Sunday, December 28, 2008

A Rough Start For Santa Anita and Pro-Ride

Another day another mishap or two! Two days of racing does not set a precedent, however, if the two days of Breeder's Cup races resulted in the same number of injuries to horses as the first two days of the Santa Anita meet, praise would not have been the response for the Pro-Ride surface.

I'm don't want to get into another long discussion about surfaces or offer any solutions, I don't think there are any. I've already made my feelings about the synthetic tracks known here. They will continue to occur, it's the nature of the beast (no pun intended). I have always felt that they are even more likely to occur in the premier events because that is where the sports best athlete's compete. Those races are where supreme effort pushes performance to it's physical limits. And that is why I think more injuries occur in top level races. But take this as hearsay at the moment because I don't know this assumption to be true. It may be more injuries occur at in cheap Maiden Claiming races where the physically inferior horses show up. But my assumption is they can't or won't run hard enough to hurt themselves as often.

We can try to limit breakdowns by making surfaces as safe as possible and running horses that are as healthy as possible. That's about all we can do, regardless of them being synthetic or natural. We can only hope that through track safety and by the cessation of steroid use for non-medical, non-injury uses that the numbers of injuries, over time, will be significantly lowered. Synthetic tracks are not a panacea for this problem. The use of synthetics seems like a viable option to natural surfaces in some areas of the country, but why California dove into them headfirst is a real bewilderment. I'm not suggesting there will be more injuries on synthetics, but over time I do not think there will be fewer. I do think the negative impacts to the sport and breed by racing only synthetics should have been considered more carefully (again my thoughts on that are in the above link.)

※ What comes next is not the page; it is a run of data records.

// Civil date/time handling for session scheduling.
//
// Session times are entered by members as a calendar date plus an `HH:MM`
// wall-clock time and carry no timezone; the whole group is assumed to share
// one ambient local time. Instants derived here are therefore
// `NaiveDateTime`s — comparable within a group, not across zones.
//
// Parsing is strict on purpose: the upstream inputs are free-form client
// strings, and a typo must surface as a rejection rather than propagate as a
// nonsense instant.

use chrono::{NaiveDate, NaiveDateTime, NaiveTime};
use thiserror::Error;

#[derive(Debug, Clone, PartialEq, Eq, Error)]
pub enum TemporalError {
    #[error("date component is missing or empty")]
    MissingDate,
    #[error("time component is missing or empty")]
    MissingTime,
    #[error("invalid calendar date '{0}', expected YYYY-MM-DD")]
    InvalidDate(String),
    #[error("invalid time of day '{0}', expected HH:MM")]
    InvalidTime(String),
    #[error("session must end after it starts")]
    EmptyRange,
}

/// A calendar-date input: either a pre-formatted ISO string or an
/// already-structured date.
#[derive(Debug, Clone, Copy)]
pub enum DateInput<'a> {
    Iso(&'a str),
    Calendar(NaiveDate),
}

impl<'a> From<&'a str> for DateInput<'a> {
    fn from(value: &'a str) -> Self {
        Self::Iso(value)
    }
}

impl From<NaiveDate> for DateInput<'_> {
    fn from(value: NaiveDate) -> Self {
        Self::Calendar(value)
    }
}

/// Combine a calendar date and an `HH:MM` time-of-day into a civil instant.
///
/// Rejects absent or malformed components instead of letting them collapse
/// into a bogus timestamp downstream.
pub fn to_instant<'a>(
    date: impl Into<DateInput<'a>>,
    time: &str,
) -> Result<NaiveDateTime, TemporalError> {
    let date = match date.into() {
        DateInput::Iso(raw) => parse_date(raw)?,
        DateInput::Calendar(date) => date,
    };
    let time = parse_time(time)?;

    Ok(date.and_time(time))
}

/// Parse a strict `YYYY-MM-DD` calendar date.
pub fn parse_date(raw: &str) -> Result<NaiveDate, TemporalError> {
    let raw = raw.trim();
    if raw.is_empty() {
        return Err(TemporalError::MissingDate);
    }
    // chrono accepts unpadded fields; require the canonical 10-char form.
    if raw.len() != 10 {
        return Err(TemporalError::InvalidDate(raw.to_string()));
    }

    NaiveDate::parse_from_str(raw, "%Y-%m-%d")
        .map_err(|_| TemporalError::InvalidDate(raw.to_string()))
}

/// Parse a strict `HH:MM` time of day.
pub fn parse_time(raw: &str) -> Result<NaiveTime, TemporalError> {
    let raw = raw.trim();
    if raw.is_empty() {
        return Err(TemporalError::MissingTime);
    }

    let invalid = || TemporalError::InvalidTime(raw.to_string());

    let (hour, minute) = raw.split_once(':').ok_or_else(invalid)?;
    if hour.len() != 2 || minute.len() != 2 {
        return Err(invalid());
    }

    let hour: u32 = hour.parse().map_err(|_| invalid())?;
    let minute: u32 = minute.parse().map_err(|_| invalid())?;

    NaiveTime::from_hms_opt(hour, minute, 0).ok_or_else(invalid)
}
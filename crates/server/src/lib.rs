// studia-server: REST + WebSocket backend for the Studia study-group app.

pub mod api;
pub mod auth;
pub mod chat;
pub mod config;
pub mod cors;
pub mod db;
pub mod error;
pub mod schedule;
pub mod storage;
pub mod validation;
pub mod ws;

use std::sync::Arc;

use axum::{
    body::Body,
    extract::DefaultBodyLimit,
    http::{header::HeaderValue, Request, StatusCode},
    middleware::{self, Next},
    response::{IntoResponse, Response},
    routing::get,
    Router,
};
use std::time::Instant;
use tracing::{error, info};

use api::ApiDeps;
use auth::jwt::IdentityTokenService;
use error::REQUEST_ID_HEADER;
use validation::MAX_REST_BODY_BYTES;
use ws::registry::ConnectionRegistry;

/// Assemble the full application: health check, WebSocket route, REST API,
/// and the common middleware stack.
pub fn build_app(
    deps: ApiDeps,
    registry: Arc<ConnectionRegistry>,
    token_service: Arc<IdentityTokenService>,
    cors_origins: Option<&str>,
) -> Router {
    let ws_state = ws::WsState {
        registry,
        publisher: deps.publisher.clone(),
        groups: deps.groups.clone(),
        token_service: Arc::clone(&token_service),
    };

    apply_middleware(
        Router::new()
            .route("/healthz", get(healthz))
            .merge(ws::router(ws_state))
            .merge(api::build_router(deps, token_service)),
        cors_origins,
    )
}

fn apply_middleware(router: Router, cors_origins: Option<&str>) -> Router {
    router
        .layer(DefaultBodyLimit::max(MAX_REST_BODY_BYTES))
        .layer(cors::cors_layer(cors_origins))
        .layer(middleware::from_fn(request_context_middleware))
        .layer(middleware::from_fn(panic_handler))
}

async fn healthz() -> (StatusCode, &'static str) {
    (StatusCode::OK, "ok")
}

async fn panic_handler(request: Request<Body>, next: Next) -> Response {
    match tokio::spawn(async move { next.run(request).await }).await {
        Ok(response) => response,
        Err(join_error) => {
            error!(?join_error, "request handling panicked");
            StatusCode::INTERNAL_SERVER_ERROR.into_response()
        }
    }
}

async fn request_context_middleware(request: Request<Body>, next: Next) -> Response {
    let request_id = error::request_id_from_headers_or_generate(request.headers());

    let method = request.method().clone();
    let path = request.uri().path().to_owned();
    let started_at = Instant::now();

    let mut response =
        error::with_request_id_scope(request_id.clone(), next.run(request)).await;

    if let Ok(request_id_header) = HeaderValue::from_str(&request_id) {
        response.headers_mut().insert(REQUEST_ID_HEADER, request_id_header);
    }

    info!(
        request_id = %request_id,
        method = %method,
        path = %path,
        status = response.status().as_u16(),
        latency_ms = started_at.elapsed().as_millis() as u64,
        "request completed"
    );

    response
}
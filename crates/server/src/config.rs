// Server configuration.
//
// Centralizes environment variable parsing with defaults for local
// development. Individual modules (DB pool, etc.) may still read their own
// env vars — this module covers the core server settings.

use std::net::SocketAddr;

const DEV_JWT_SECRET: &str = "studia_local_development_jwt_secret_must_be_32_chars";

/// Core server configuration.
///
/// Constructed via [`ServerConfig::from_env`] which reads environment
/// variables and falls back to sensible development defaults.
#[derive(Debug, Clone)]
pub struct ServerConfig {
    /// Listen address (host:port).
    pub listen_addr: SocketAddr,
    /// Shared secret for verifying identity-provider access tokens.
    pub jwt_secret: String,
    /// PostgreSQL connection string.
    pub database_url: Option<String>,
    /// Comma-separated CORS origins (or `"*"` for any).
    pub cors_origins: Option<String>,
    /// Log filter directive (e.g. `info`, `studia_server=debug`).
    pub log_filter: String,
    /// External object store base URL for file uploads.
    pub object_store_url: Option<String>,
    /// Base URL embedded in group invite links.
    pub invite_link_base_url: String,
}

impl ServerConfig {
    /// Parse configuration from environment variables.
    ///
    /// | Variable | Default |
    /// |---|---|
    /// | `STUDIA_SERVER_HOST` | `0.0.0.0` |
    /// | `STUDIA_SERVER_PORT` | `8080` |
    /// | `STUDIA_SERVER_JWT_SECRET` | dev-only placeholder |
    /// | `STUDIA_SERVER_DATABASE_URL` | *(none)* |
    /// | `STUDIA_SERVER_CORS_ORIGINS` | *(none — dev defaults)* |
    /// | `STUDIA_SERVER_LOG_FILTER` | `info` |
    /// | `STUDIA_SERVER_OBJECT_STORE_URL` | *(none — memory store)* |
    /// | `STUDIA_SERVER_INVITE_LINK_BASE_URL` | `http://localhost:3000/join` |
    pub fn from_env() -> Self {
        Self::from_env_fn(|key| std::env::var(key))
    }

    /// Testable constructor that accepts an environment lookup function.
    fn from_env_fn<F>(env: F) -> Self
    where
        F: Fn(&str) -> Result<String, std::env::VarError>,
    {
        let host = env("STUDIA_SERVER_HOST").unwrap_or_else(|_| "0.0.0.0".into());
        let port: u16 =
            env("STUDIA_SERVER_PORT").ok().and_then(|v| v.parse().ok()).unwrap_or(8080);
        let listen_addr = format!("{host}:{port}")
            .parse()
            .unwrap_or_else(|_| SocketAddr::from(([0, 0, 0, 0], port)));

        let jwt_secret =
            env("STUDIA_SERVER_JWT_SECRET").unwrap_or_else(|_| DEV_JWT_SECRET.into());

        let database_url = env("STUDIA_SERVER_DATABASE_URL").ok();
        let cors_origins = env("STUDIA_SERVER_CORS_ORIGINS").ok();

        let log_filter = env("STUDIA_SERVER_LOG_FILTER").unwrap_or_else(|_| "info".into());

        let object_store_url = env("STUDIA_SERVER_OBJECT_STORE_URL").ok();

        let invite_link_base_url = env("STUDIA_SERVER_INVITE_LINK_BASE_URL")
            .unwrap_or_else(|_| "http://localhost:3000/join".into());

        Self {
            listen_addr,
            jwt_secret,
            database_url,
            cors_origins,
            log_filter,
            object_store_url,
            invite_link_base_url,
        }
    }

    /// Returns true when using the development-only JWT secret.
    pub fn is_dev_jwt_secret(&self) -> bool {
        self.jwt_secret == DEV_JWT_SECRET
    }
}

#[cfg(test)]
mod tests {
    use std::collections::HashMap;

    use super::*;

    fn env_from_map(map: HashMap<&'static str, &'static str>) -> ServerConfig {
        ServerConfig::from_env_fn(move |key| {
            map.get(key).map(|v| v.to_string()).ok_or(std::env::VarError::NotPresent)
        })
    }

    #[test]
    fn defaults_apply_when_environment_is_empty() {
        let config = env_from_map(HashMap::new());
        assert_eq!(config.listen_addr.port(), 8080);
        assert!(config.is_dev_jwt_secret());
        assert!(config.database_url.is_none());
        assert_eq!(config.log_filter, "info");
        assert_eq!(config.invite_link_base_url, "http://localhost:3000/join");
    }

    #[test]
    fn explicit_values_override_defaults() {
        let config = env_from_map(HashMap::from([
            ("STUDIA_SERVER_HOST", "127.0.0.1"),
            ("STUDIA_SERVER_PORT", "9100"),
            ("STUDIA_SERVER_JWT_SECRET", "an_explicit_secret_that_is_long_enough!!"),
            ("STUDIA_SERVER_DATABASE_URL", "postgres://localhost/studia?sslmode=require"),
        ]));

        assert_eq!(config.listen_addr.to_string(), "127.0.0.1:9100");
        assert!(!config.is_dev_jwt_secret());
        assert!(config.database_url.is_some());
    }

    #[test]
    fn malformed_port_falls_back_to_default() {
        let config = env_from_map(HashMap::from([("STUDIA_SERVER_PORT", "not-a-port")]));
        assert_eq!(config.listen_addr.port(), 8080);
    }
}
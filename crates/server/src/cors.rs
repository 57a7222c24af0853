// CORS middleware configuration.
//
// Reads allowed origins from the server config (comma-separated). Falls back
// to permissive localhost defaults in development.

use axum::http::{HeaderName, HeaderValue, Method};
use tower_http::cors::{AllowOrigin, CorsLayer};

/// Default origins allowed when `STUDIA_SERVER_CORS_ORIGINS` is unset.
const DEFAULT_DEV_ORIGINS: &[&str] = &[
    "http://localhost:3000",
    "http://localhost:8081",
    "http://127.0.0.1:3000",
    "http://127.0.0.1:8081",
];

/// Build a [`CorsLayer`] from the configured origin list.
///
/// - `"*"` allows any origin (without credentials).
/// - A comma-separated list allows exactly those origins.
/// - `None` allows the default development origins.
pub fn cors_layer(configured_origins: Option<&str>) -> CorsLayer {
    let base = CorsLayer::new()
        .allow_methods([
            Method::GET,
            Method::POST,
            Method::PUT,
            Method::PATCH,
            Method::DELETE,
            Method::OPTIONS,
        ])
        .allow_headers([
            axum::http::header::CONTENT_TYPE,
            axum::http::header::AUTHORIZATION,
            HeaderName::from_static("x-request-id"),
        ])
        .expose_headers([HeaderName::from_static("x-request-id")])
        .allow_credentials(true)
        .max_age(std::time::Duration::from_secs(3600));

    match configured_origins {
        Some("*") => base.allow_origin(AllowOrigin::any()).allow_credentials(false),
        Some(origins) => base.allow_origin(parse_origins(origins)),
        None => base.allow_origin(parse_origins(&DEFAULT_DEV_ORIGINS.join(","))),
    }
}

fn parse_origins(comma_separated: &str) -> Vec<HeaderValue> {
    comma_separated
        .split(',')
        .map(str::trim)
        .filter(|s| !s.is_empty())
        .filter_map(|s| HeaderValue::from_str(s).ok())
        .collect()
}

#[cfg(test)]
mod tests {
    use super::parse_origins;

    #[test]
    fn parse_origins_trims_and_drops_empty_entries() {
        let origins = parse_origins(" http://localhost:3000 ,, https://app.example ");
        assert_eq!(origins.len(), 2);
        assert_eq!(origins[0], "http://localhost:3000");
        assert_eq!(origins[1], "https://app.example");
    }
}
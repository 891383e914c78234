//! Direct coverage of `MappedStorage` and `HeaderInfo`, below the
//! `vm_vector`/`TrVector` layer.
use std::convert::TryInto;
use vmtr::flags::CreationDisposition;
use vmtr::mapped_storage::{HeaderInfo, MappedStorage};

#[test]
fn header_info_composes_with_alignment_padding() {
    let info = HeaderInfo::NONE.add_header(4, 4).add_header(8, 8);
    // The first 4-byte field starts at 0; the second, 8-byte-aligned field
    // must be padded up to offset 8, for a total size of 16 and an overall
    // alignment of 8 (the max of the two pieces).
    assert_eq!(info.size(), 16);
    assert_eq!(info.align(), 8);
}

#[test]
fn anonymous_mapped_storage_grows_and_reads_back_written_bytes() {
    let mut storage =
        MappedStorage::map_memory(HeaderInfo::NONE, std::mem::size_of::<u32>(), 0).expect("map_memory should succeed");
    storage.grow_to(64).expect("grow_to should succeed");
    storage.set_len(64).expect("set_len should succeed");
    assert_eq!(storage.len(), 64);
    assert!(storage.capacity() >= 64);

    unsafe {
        let data = storage.data_mut_ptr() as *mut u32;
        for i in 0..64u32 {
            data.add(i as usize).write(i * 7);
        }
    }
    unsafe {
        let data = storage.data_ptr() as *const u32;
        for i in 0..64u32 {
            assert_eq!(data.add(i as usize).read(), i * 7);
        }
    }
}

#[test]
fn shrink_to_then_grow_to_does_not_corrupt_retained_prefix() {
    let mut storage =
        MappedStorage::map_memory(HeaderInfo::NONE, std::mem::size_of::<u64>(), 0).expect("map_memory should succeed");
    storage.grow_to(32).expect("grow_to should succeed");
    storage.set_len(32).expect("set_len should succeed");
    unsafe {
        let data = storage.data_mut_ptr() as *mut u64;
        for i in 0..32u64 {
            data.add(i as usize).write(i);
        }
    }
    storage.set_len(8).expect("set_len should succeed");
    storage.shrink_to(8).expect("shrink_to should succeed");
    assert_eq!(storage.len(), 8);
    storage.grow_to(16).expect("grow_to should succeed");
    unsafe {
        let data = storage.data_ptr() as *const u64;
        for i in 0..8u64 {
            assert_eq!(data.add(i as usize).read(), i);
        }
    }
}

#[test]
fn file_backed_storage_persists_a_caller_owned_header() {
    let dir = tempfile::tempdir().expect("tempdir should be creatable");
    let path = dir.path().join("storage_header.vmtr");
    let header_info = HeaderInfo::new(8, 8);

    {
        let mut storage =
            MappedStorage::map_file(&path, CreationDisposition::CreateNew, header_info, 4, 10).expect("map_file should succeed");
        storage.header_mut().copy_from_slice(&0xdead_beef_u64.to_ne_bytes());
        storage.flush_blocking().expect("flush_blocking should succeed");
    }

    let storage =
        MappedStorage::map_file(&path, CreationDisposition::OpenExisting, header_info, 4, 0).expect("reopening should succeed");
    assert_eq!(storage.len(), 10);
    assert_eq!(u64::from_ne_bytes(storage.header().try_into().unwrap()), 0xdead_beef);
}

#[cfg(windows)]
#[test]
fn anonymous_windows_mapping_is_bounded_by_the_i32_max_ceiling() {
    // `Mapping::MAX_ANON_PF_SIZE` mirrors the single-reservation-per-process
    // ceiling the teacher's allocator-side sizing relies on.
    assert_eq!(vmtr::mapping::Mapping::MAX_ANON_PF_SIZE, i32::MAX as u64);
}
impl MappedStorage {
    /// Opens or creates `path` as the backing file, validating (for an
    /// existing file) or writing (for a new one) the `sizes_hdr`/header
    /// layout, then maps a view sized to `initial_len` elements.
    pub fn map_file(
        path: &Path,
        disposition: CreationDisposition,
        header_info: HeaderInfo,
        element_size: usize,
        initial_len: usize,
    ) -> Result<Self> {
        let handle = file::create_file(path, disposition)?;
        let existing_size = handle.get_size();
        let requested_data_offset = round_up(SIZES_HEADER_LEN, header_info.align().max(1)) + header_info.size();
        let requested_data_offset = round_up(requested_data_offset, header_info.align().max(1));

        let (data_offset, len, file_len) = if existing_size > 0 {
            if existing_size < SIZES_HEADER_LEN as u64 {
                tracing::warn!(existing_size, "map_file: existing file too short to hold sizes_hdr");
                return Err(Error::InvalidData);
            }
            let hdr = read_sizes_header(&handle)?;
            validate_sizes_header(&hdr, requested_data_offset, element_size, header_info.is_extendable())?;
            // Trust the offset actually stored on disk, not the one this
            // call would compute fresh: under `extendable`, the two may
            // legitimately differ (the file predates a header that grew).
            let data_offset = hdr.data_offset as usize;
            if existing_size < data_offset as u64 {
                tracing::warn!(existing_size, data_offset, "map_file: file shorter than its own stored header");
                return Err(Error::InvalidData);
            }
            // An existing file's element count is whatever's stored, not
            // the caller's `initial_len` (that only applies to a fresh
            // file) — a reopen must recover exactly what was persisted.
            let len = (hdr.data_size / (element_size.max(1) as u64)) as usize;
            (data_offset, len, existing_size.max(data_offset as u64))
        } else {
            let data_size = (initial_len * element_size) as u64;
            let file_len = requested_data_offset as u64 + data_size;
            (requested_data_offset, initial_len, file_len)
        };

        let mapping = mapping::create_mapping(
            Some(handle),
            ObjectAccess::ReadWrite,
            ChildProcess::DoesNotInherit,
            ShareMode::Shared,
            file_len,
        )?;

        let view_size = data_offset + len * element_size;
        let protection = view_protection(ObjectAccess::ReadWrite, ShareMode::Shared);
        let mut view = MappedView::map(&mapping, protection, 0, view_size.max(vm::page_size()))?;
        write_header_into_view(&mut view, data_offset, element_size, len);

        Ok(Self {
            mapping,
            view,
            header_info,
            data_offset,
            element_size,
            len,
            temp_path: None,
        })
    }

    /// Anonymous, process-private storage. Backed by a real (unlinked-on-
    /// drop via `tempfile`) temp file on POSIX so the same `sizes_hdr`
    /// machinery applies uniformly; on Windows the `Mapping` is a
    /// pagefile-backed section and no temp file is involved.
    pub fn map_memory(header_info: HeaderInfo, element_size: usize, initial_len: usize) -> Result<Self> {
        let data_offset = round_up(SIZES_HEADER_LEN, header_info.align().max(1)) + header_info.size();
        let data_offset = round_up(data_offset, header_info.align().max(1));
        let data_size = (initial_len * element_size) as u64;

        #[cfg(unix)]
        let (mapping, temp_path) = {
            let (handle, path) = file::temp_file()?;
            handle.set_size(data_offset as u64 + data_size)?;
            let mapping = mapping::create_mapping(
                Some(handle),
                ObjectAccess::ReadWrite,
                ChildProcess::DoesNotInherit,
                ShareMode::Hidden,
                data_offset as u64 + data_size,
            )?;
            (mapping, Some(path))
        };
        #[cfg(windows)]
        let (mapping, temp_path) = {
            let mapping = mapping::create_mapping(
                None,
                ObjectAccess::ReadWrite,
                ChildProcess::DoesNotInherit,
                ShareMode::Hidden,
                data_offset as u64 + data_size,
            )?;
            (mapping, None)
        };

        let view_size = data_offset + initial_len * element_size;
        let protection = view_protection(ObjectAccess::ReadWrite, ShareMode::Hidden);
        let mut view = MappedView::map(&mapping, protection, 0, view_size.max(vm::page_size()))?;
        write_header_into_view(&mut view, data_offset, element_size, initial_len);

        Ok(Self {
            mapping,
            view,
            header_info,
            data_offset,
            element_size,
            len: initial_len,
            temp_path,
        })
    }

    pub fn len(&self) -> usize {
        self.len
    }

    pub fn is_empty(&self) -> bool {
        self.len == 0
    }

    /// Elements the current view can hold without growing.
    pub fn capacity(&self) -> usize {
        (self.view.len().saturating_sub(self.data_offset)) / self.element_size.max(1)
    }

    pub fn header(&self) -> &[u8] {
        let start = SIZES_HEADER_LEN;
        let end = self.data_offset;
        unsafe { std::slice::from_raw_parts(self.view.as_ptr().add(start), end - start) }
    }

    pub fn header_mut(&mut self) -> &mut [u8] {
        let start = SIZES_HEADER_LEN;
        let end = self.data_offset;
        unsafe { std::slice::from_raw_parts_mut(self.view.as_mut_ptr().add(start), end - start) }
    }

    pub fn data_ptr(&self) -> *const u8 {
        unsafe { self.view.as_ptr().add(self.data_offset) }
    }

    pub fn data_mut_ptr(&mut self) -> *mut u8 {
        unsafe { self.view.as_mut_ptr().add(self.data_offset) }
    }

    /// Grows the backing mapping/view, if needed, so `capacity() >=
    /// new_capacity`. This is a pure capacity operation: it never touches
    /// the logical length `TrVector` tracks, nor the persisted
    /// `sizes_hdr.data_size` — callers that mean to grow the *logical*
    /// length must also call `set_len` (see its doc comment for why the two
    /// are kept separate). Backing growth is geometric (`max(new_capacity,
    /// capacity * 3 / 2)` elements) so repeated single-element growth stays
    /// amortized constant; the view is sized to the padded capacity, not
    /// just `new_capacity`.
    pub fn grow_to(&mut self, new_capacity: usize) -> Result<()> {
        if new_capacity <= self.capacity() {
            return Ok(());
        }
        let target_capacity = new_capacity.max(self.capacity() * 3 / 2);
        tracing::debug!(target_capacity, current = self.capacity(), "growing mapped_storage backing");
        self.reserve_backing(target_capacity)?;
        let view_size = self.data_offset + target_capacity * self.element_size;
        self.view.expand(&self.mapping, 0, view_size)
    }

    /// Shrinks backing capacity to exactly `new_capacity` (`<=
    /// capacity()`), releasing the view's tail pages where the platform
    /// allows it. Like `grow_to`, this never touches the logical length or
    /// the persisted `sizes_hdr.data_size` — call `set_len` first if the
    /// logical length is also shrinking. The backing mapping's on-disk/
    /// section size is left at `new_capacity`; call `shrink_to_fit` to trim
    /// a file-based mapping down to the logical length instead.
    pub fn shrink_to(&mut self, new_capacity: usize) -> Result<()> {
        assert!(new_capacity <= self.capacity());
        if new_capacity < self.capacity() {
            let dropped_offset = self.data_offset + new_capacity * self.element_size;
            let dropped_len = (self.capacity() - new_capacity) * self.element_size;
            self.view.discard(dropped_offset, dropped_len);
        }
        let view_size = self.data_offset + new_capacity * self.element_size;
        self.view.shrink(view_size)
    }

    /// Sets the persisted logical length to `new_len`, which must be `<=
    /// capacity()` — callers grow capacity first via `grow_to`. This is the
    /// single place `sizes_hdr.data_size` is written, so every
    /// length-changing operation (push, pop, insert, remove, truncate — not
    /// just the ones that also happen to grow/shrink capacity) must route
    /// through here for a reopened `map_file` to recover the right element
    /// count.
    pub fn set_len(&mut self, new_len: usize) -> Result<()> {
        assert!(new_len <= self.capacity());
        self.len = new_len;
        self.persist_data_size()
    }

    pub fn reserve(&mut self, additional: usize) -> Result<()> {
        let target = self.len + additional;
        self.grow_to(target)
    }

    pub fn resize(&mut self, new_len: usize) -> Result<()> {
        if new_len > self.capacity() {
            self.grow_to(new_len)?;
        }
        self.set_len(new_len)?;
        if new_len < self.capacity() {
            self.shrink_to(new_len)?;
        }
        Ok(())
    }

    /// Shrinks the backing mapping's size (file length / anonymous region)
    /// down to exactly fit `len`.
    pub fn shrink_to_fit(&mut self) -> Result<()> {
        let exact_size = self.data_offset as u64 + (self.len * self.element_size) as u64;
        if self.mapping.is_file_based() {
            self.mapping.set_size(exact_size)?;
        }
        Ok(())
    }

    fn reserve_backing(&mut self, target_capacity: usize) -> Result<()> {
        let new_size = self.data_offset as u64 + (target_capacity * self.element_size) as u64;
        if new_size > self.mapping.get_size() {
            self.mapping.set_size(new_size)?;
        }
        Ok(())
    }

    fn persist_data_size(&mut self) -> Result<()> {
        write_header_into_view(&mut self.view, self.data_offset, self.element_size, self.len);
        self.view.flush_async();
        Ok(())
    }

    pub fn flush_async(&self) {
        self.view.flush_async();
    }

    pub fn flush_blocking(&self) -> Result<()> {
        self.view.flush_blocking(&self.mapping)
    }

    pub fn header_info(&self) -> HeaderInfo {
        self.header_info
    }
}
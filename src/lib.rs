//! Cross-platform virtual-memory toolkit: persistent, memory-mapped,
//! contiguous containers built up from raw VM primitives.
//!
//! Layers, bottom to top:
//!
//! - [`handle`] (L0): RAII wrapper around a single OS handle/descriptor.
//! - [`vm`] (L1): reserve/commit/decommit/release/protect/expand over raw
//!   anonymous address ranges.
//! - [`mapping`] (L2): a kernel section (Windows) or file descriptor
//!   (POSIX) plus the parameters needed to map views of it.
//! - [`mapped_view`] (L3): an address-space window bound to a `Mapping`.
//! - [`mapped_storage`] (L4): the header+data region `tr_vector`/`vm_vector`
//!   grow and shrink into.
//! - [`tr_vector`] / [`vm_vector`] (L5): the containers themselves, generic
//!   over their backing store ([`storage::VectorBacking`]).
//!
//! [`heap_storage`] and [`fixed_storage`] are the two non-mapped backings a
//! `TrVector` can use instead of `mapped_storage`.
pub mod error;
pub mod handle;
pub mod vm;

pub mod file;
pub mod flags;
pub mod mapping;
pub mod mapped_view;
pub mod mapped_storage;

pub mod relocatable;
pub mod storage;

pub mod fixed_storage;
pub mod heap_storage;
pub mod tr_vector;
pub mod vm_vector;

pub use error::{Error, Result};
pub use flags::{ChildProcess, CreationDisposition, ObjectAccess, ShareMode, SystemHints};
pub use mapped_storage::{set_temp_dir, HeaderInfo, MappedStorage};
pub use mapped_view::MappedView;
pub use mapping::Mapping;
pub use relocatable::{Persistable, TriviallyRelocatable};
pub use storage::VectorBacking;
pub use tr_vector::TrVector;
pub use vm_vector::{map_file, map_memory, VmVector};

Harm to the industry as a result of harm to horses is the real issue here. And another area that falls into this is horse slaughter. No one likes to talk about it, everyone wants to come down on the politically correct side of saying that we have to save them. That too is a nice idea but I don't think it is possible either. And maybe it shouldn't be the answer. I was taken by the common sense of a letter [No Easy Answer] in the Horse (January 2009) this month that addressed this issue. The humane slaughter of horses should be at the center of this issue. The letter addressed horses in general but in the thoroughbred industry alone too many horses are being bred and too many are are not going to be useful racehorses. What is the answer? You can't save them all. And while I can't envision ever consuming a horse myself there are obviously many in the world that have and do. Is that not a noble end for any living thing? To add to life. To nourish life. It seems to me that those are two goals that one should strive for in life and are in no way demeaning or degrading as a final use for the remains of life. I think this is probably more of a cultural issue than anything else. Don't get my intention here wrong. I am not saying that we shouldn't try to save horses. I am saying that we can not and will not be able to save them all. If we all accept that reality the next best thing to do is to insure that as many as possible are humanely handled and that they are used for the greatest good.

*As a late addendum to this I'd like to link to this article in the Blood-Horse that was brought to my attention by another TBA member. Check out her site at [GBG]. When the world works with care and compassion good things happen. This is how it ought to be.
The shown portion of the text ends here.